It has been reported that the U.S. Air Force is expected to purchase the E-7 Wedgetail airborne early warning and control aircraft at some point next year.
“I’m very confident that the Air Force is choosing the E-7 to replace its E-3 fleet,” Mike Manazir, Boeing’s vice president for defence business development, was quoted by Valerie Insinna during a news conference ahead of the Dubai Airshow.
“I believe they’ll be announcing sometime in 2022 that they’re going to move forward on the E-7.”
Boeing, the manufacturers, say that the E-7 Wedgetail is one of the world’s most advanced, capable and reliable Airborne Early Warning and Control (AEW&C) platforms, “having proven itself in operations around the world”.
The aircraft is designed to track multiple airborne and maritime targets simultaneously. It can provide situational awareness and direct other assets such as fighter jets and warships.
Australia, South Korea and Turkey already operate the aircraft.
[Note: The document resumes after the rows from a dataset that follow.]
//! BundleKit Runtime
//!
//! The bundle manager and the machinery it coordinates:
//! - `BundleManager`: checkout calibration, traced reads and lifecycle
//! - `WriteQueue`: absorbed write streams batched into one commit
//! - `Replication`: swarm join/leave state machine
//! - Warmup prefetch and background update watching
//!
//! `bundlekit-core` provides the collaborator traits the runtime consumes.

pub mod builder;
pub mod manager;
pub mod prefetch;
pub mod replication;
mod watch;
pub mod write_queue;

pub use builder::BundleManagerBuilder;
pub use manager::{BundleManager, BundleOutput, BundleState, Calibration};
pub use prefetch::{PrefetchRanges, WarmupStats};
pub use replication::{FailureCallback, Replication};
pub use write_queue::{PendingWrite, WriteQueue};

// Re-export core types for convenience
pub use bundlekit_core::{
    BundleConfig, BundleError, BundleEvent, BundleKey, BundleResult, Checkout, JoinOptions,
    Version,
};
The Uk has ordered some. The UK’s E-7 Wedgetail aircraft (the order has been cut from five to three) is expected to be in service with the Royal Air Force in 2023.
UK E-7 timeline:
- March 2019: UK Ministry of Defence (MOD) announced its selection of the Boeing E-7 Airborne Early Warning and Control (AEW&C) aircraft for the RAF.
- Early 2020: The first two 737 NG aircraft set to become RAF Wedgetails start the early stages of conversion in the United States.
- May 2020: STS Aviation Services in Birmingham named as key Wedgetail supplier to carry out the modification work, creating more than 100 highly skilled jobs: 90 with STS and 30 more with Boeing.
- May 2020: Leonardo and Thales UK will develop the aircraft’s defensive aids system, adding a UK designed and built technology to the fleet.
- November 2020: Fuselage sections for first RAF E-7 Wedgetail aircraft arrive at conversion site in Birmingham.
- January 2021: The first aircraft to become a Wedgetail lands at Birmingham Airport.
- September 2021: The second aircraft to become a Wedgetail lands at Birmingham Airport. It joins the first aircraft to undergo conversion with Boeing’s supply chain partner STS Aviation.